Косточки принадлежали Алеше. Ему приносили миску костей из кухни, и он их часами грыз, как собака. Я был его соседом, и привык к хрусту костей, разгрызаемых крепкими белыми зубами. Все мы открыто завидовали Алеше, и если бы их дали другому, то были бы протесты. Но Алеша был на особом положении. После припадка проходило 2–3 недели. Алеша чувствовал себя крепче и начинал снова готовиться в дорогу. Тогда приходил к нему врач, садился на койку и начинал ему объяснять: он в заключении, нельзя идти к Маше и Нюре. — «Почему нельзя? — спрашивал очень серьезно Алеша. — Я ведь ничего не сделал. Я никого не обидел и хочу домой!» Врач объяснял, что все кругом одинаковые, и все заключенные, и все домой хотят, но не могут… «Почему?» — спрашивал Алеша, и тогда на минуту наступало в палате молчание, и всем казалось, что это не Алеша с ума сошел, а мы, все окружающие, мы, которые не можем ему объяснить, почему нельзя идти домой, а только требуем, чтобы он оставался с нами, потому что мы все, как он, задержаны и втоптаны в грязь. И, повернувшись ко мне, врач разводил руками и говорил: «Да ведь он прав! Он, сумасшедший, совершенно прав, и я ему ничего объяснить не могу!»
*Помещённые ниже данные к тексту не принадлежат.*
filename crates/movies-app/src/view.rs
//! View results of controller actions.
//!
//! Templates are not rendered on the server, a view is sent as JSON document
//! naming the view and carrying its model, so any front end can render it.

use std::collections::BTreeMap;

use axum::{
    response::{IntoResponse, Response},
    Json,
};
use http::StatusCode;
use serde::Serialize;

/// Field level validation messages, keyed by field name.
#[derive(Debug, Clone, Default, PartialEq, Serialize)]
#[serde(transparent)]
pub struct FieldErrors(BTreeMap<String, Vec<String>>);

impl FieldErrors {
    pub fn new() -> Self {
        Self::default()
    }

    pub fn add(&mut self, field: impl Into<String>, message: impl Into<String>) {
        self.0.entry(field.into()).or_default().push(message.into());
    }

    pub fn contains(&self, field: &str) -> bool {
        self.0.contains_key(field)
    }

    pub fn get(&self, field: &str) -> Option<&[String]> {
        self.0.get(field).map(|m| m.as_slice())
    }

    pub fn is_empty(&self) -> bool {
        self.0.is_empty()
    }

    /// Adds violations from report, skipping fields that already have an error.
    pub fn merge_report(&mut self, report: &garde::Report) {
        let mut new_errors = FieldErrors::new();
        for (path, error) in report.iter() {
            let field = path.to_string();
            if !self.contains(&field) {
                new_errors.add(field, error.to_string());
            }
        }
        for (field, messages) in new_errors.0 {
            self.0.entry(field).or_default().extend(messages);
        }
    }
}

#[derive(Debug, Serialize)]
pub struct View<M> {
    view: &'static str,
    model: M,
    #[serde(skip_serializing_if = "Option::is_none")]
    antiforgery_token: Option<String>,
    #[serde(skip_serializing_if = "FieldErrors::is_empty")]
    errors: FieldErrors,
    #[serde(skip)]
    status: StatusCode,
}

impl<M: Serialize> View<M> {
    pub fn new(view: &'static str, model: M) -> Self {
        View {
            view,
            model,
            antiforgery_token: None,
            errors: FieldErrors::default(),
            status: StatusCode::OK,
        }
    }

    pub fn with_token(mut self, token: String) -> Self {
        self.antiforgery_token = Some(token);
        self
    }

    /// Form redisplayed because of invalid input.
    pub fn with_errors(mut self, errors: FieldErrors) -> Self {
        self.errors = errors;
        self.status = StatusCode::UNPROCESSABLE_ENTITY;
        self
    }
}

impl<M: Serialize> IntoResponse for View<M> {
    fn into_response(self) -> Response {
        (self.status, Json(self)).into_response()
    }
}
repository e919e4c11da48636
//! Movies controller.

use axum::{
    extract::{Path, Query, State},
    response::{IntoResponse, Redirect, Response},
    routing::{get, post},
    Form,
};
use movies_dal::movie::{Movie, MovieFilter, MovieRepository};
use serde::{Deserialize, Serialize};
use tower_cookies::Cookies;
use tracing::{debug, info};

use crate::{
    antiforgery::AntiForgeryLayer,
    error::{ApiError, ApiResult},
    repository_from_request,
    state::AppState,
    view::View,
};

mod form;
pub use form::MovieForm;

repository_from_request!(MovieRepository);

const INDEX_PATH: &str = "/Movies";

#[derive(Debug, Deserialize, Default)]
pub struct IndexQuery {
    #[serde(rename = "movieGenre")]
    pub movie_genre: Option<String>,
    #[serde(rename = "searchString")]
    pub search_string: Option<String>,
}

#[derive(Debug, Serialize)]
pub struct MovieGenreViewModel {
    pub genres: Vec<String>,
    pub movies: Vec<Movie>,
    pub movie_genre: Option<String>,
    pub search_string: Option<String>,
}

#[derive(Debug, Deserialize)]
pub struct DiagnosticForm {
    #[serde(rename = "searchString", default)]
    pub search_string: String,
}

fn parse_id(id: &str) -> ApiResult<i64> {
    id.trim().parse().map_err(|_| {
        debug!("Invalid movie id {id:?}");
        ApiError::NotFound(format!("Movie {id}"))
    })
}

fn redirect_to_index() -> Response {
    Redirect::to(INDEX_PATH).into_response()
}

pub async fn index(
    repository: MovieRepository,
    Query(query): Query<IndexQuery>,
) -> ApiResult<impl IntoResponse> {
    let genres = repository.genres().await?;
    let filter = MovieFilter::new(query.movie_genre.clone(), query.search_string.clone());
    let movies = repository.list(&filter).await?;

    Ok(View::new(
        "Movies/Index",
        MovieGenreViewModel {
            genres,
            movies,
            movie_genre: query.movie_genre,
            search_string: query.search_string,
        },
    ))
}

/// Plain text echo of a POSTed search, does not touch the store.
pub async fn index_diagnostic(Form(form): Form<DiagnosticForm>) -> String {
    format!("From [HttpPost]Index: filter on {}", form.search_string)
}

pub async fn details(
    Path(id): Path<String>,
    repository: MovieRepository,
) -> ApiResult<impl IntoResponse> {
    let movie = repository.get(parse_id(&id)?).await?;
    Ok(View::new("Movies/Details", movie))
}

pub async fn create_form(State(state): State<AppState>, cookies: Cookies) -> impl IntoResponse {
    let token = state.antiforgery().issue(&cookies);
    View::new("Movies/Create", MovieForm::default()).with_token(token)
}

pub async fn create(
    repository: MovieRepository,
    State(state): State<AppState>,
    cookies: Cookies,
    Form(form): Form<MovieForm>,
) -> ApiResult<Response> {
    match form.bind() {
        Ok(payload) => {
            let movie = repository.create(payload).await?;
            info!("Created movie {} ({})", movie.id, movie.title);
            Ok(redirect_to_index())
        }
        Err(errors) => {
            debug!("Invalid movie submitted: {errors:?}");
            let token = state.antiforgery().issue(&cookies);
            Ok(View::new("Movies/Create", form)
                .with_token(token)
                .with_errors(errors)
                .into_response())
        }
    }
}

pub async fn edit_form(
    Path(id): Path<String>,
    repository: MovieRepository,
    State(state): State<AppState>,
    cookies: Cookies,
) -> ApiResult<impl IntoResponse> {
    let movie = repository.get(parse_id(&id)?).await?;
    let token = state.antiforgery().issue(&cookies);
    Ok(View::new("Movies/Edit", MovieForm::from(movie)).with_token(token))
}

pub async fn edit(
    Path(id): Path<String>,
    repository: MovieRepository,
    State(state): State<AppState>,
    cookies: Cookies,
    Form(form): Form<MovieForm>,
) -> ApiResult<Response> {
    let id = parse_id(&id)?;
    if form.id() != Some(id) {
        debug!("Submitted movie id {:?} does not match {id}", form.id);
        return Err(ApiError::NotFound(format!("Movie {id}")));
    }

    match form.bind() {
        Ok(payload) => {
            let movie = repository.update(id, payload).await?;
            info!("Updated movie {} ({})", movie.id, movie.title);
            Ok(redirect_to_index())
        }
        Err(errors) => {
            debug!("Invalid movie {id} submitted: {errors:?}");
            let token = state.antiforgery().issue(&cookies);
            Ok(View::new("Movies/Edit", form)
                .with_token(token)
                .with_errors(errors)
                .into_response())
        }
    }
}

pub async fn delete_form(
    Path(id): Path<String>,
    repository: MovieRepository,
    State(state): State<AppState>,
    cookies: Cookies,
) -> ApiResult<impl IntoResponse> {
    let movie = repository.get(parse_id(&id)?).await?;
    let token = state.antiforgery().issue(&cookies);
    Ok(View::new("Movies/Delete", movie).with_token(token))
}

/// Confirmed deletion, missing movie is not an error.
pub async fn delete_confirmed(
    Path(id): Path<String>,
    repository: MovieRepository,
) -> ApiResult<Response> {
    match id.trim().parse::<i64>() {
        Ok(id) => {
            if repository.delete(id).await? {
                info!("Deleted movie {id}");
            } else {
                debug!("Movie {id} was already deleted");
            }
        }
        Err(_) => debug!("Nothing to delete for id {id:?}"),
    }
    Ok(redirect_to_index())
}

async fn missing_id() -> ApiError {
    ApiError::NotFound("Movie without id".to_string())
}

pub fn router(state: &AppState) -> axum::Router<AppState> {
    let antiforgery = AntiForgeryLayer::new(
        state.antiforgery().clone(),
        state.config().form_size_limit,
    );
    axum::Router::new()
        .route("/Movies/Create", post(create))
        .route("/Movies/Edit/{id}", post(edit))
        .route("/Movies/Delete/{id}", post(delete_confirmed))
        .route_layer(antiforgery)
        .route("/Movies", get(index).post(index_diagnostic))
        .route("/Movies/Index", get(index))
        .route("/Movies/Details", get(missing_id))
        .route("/Movies/Details/{id}", get(details))
        .route("/Movies/Create", get(create_form))
        .route("/Movies/Edit", get(missing_id))
        .route("/Movies/Edit/{id}", get(edit_form))
        .route("/Movies/Delete", get(missing_id))
        .route("/Movies/Delete/{id}", get(delete_form))
}
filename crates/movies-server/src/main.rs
use movies_server::{config::ServerConfig, run::run, Result};
use tracing_subscriber::EnvFilter;

#[tokio::main]
async fn main() -> Result<()> {
    tracing_subscriber::fmt()
        .with_env_filter(
            EnvFilter::try_from_default_env().unwrap_or_else(|_| EnvFilter::new("info")),
        )
        .init();

    let args = ServerConfig::load()?;
    run(args).await
}
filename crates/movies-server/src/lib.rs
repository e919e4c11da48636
pub mod config;
pub mod error;
pub mod run;

pub use error::{Error, Result};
Алеше предстояло годы лежать в стационаре, грызть кости и терпеть голод, хотя были где-то Маша и Нюра, и никому ни с какой точки зрения не было нужно его умирание в лагере.
Ночью он бешено кричал: «Отойдите о г меня! Отойдите от меня!» — и выгибался, веревки, которыми его опутали, напрягались и врезались в тело, койка трещала — и я лежал рядом, смотрел на льняную голову бесноватого в поту и огне — и думал, что этот крик обезумевшей жертвы пред лицом палачей может повторить каждый из нас, над кем замкнулся круг советского «правосудия», каждый опутанный и замкнутый в огромной темнице народов, называемой Советским Союзом.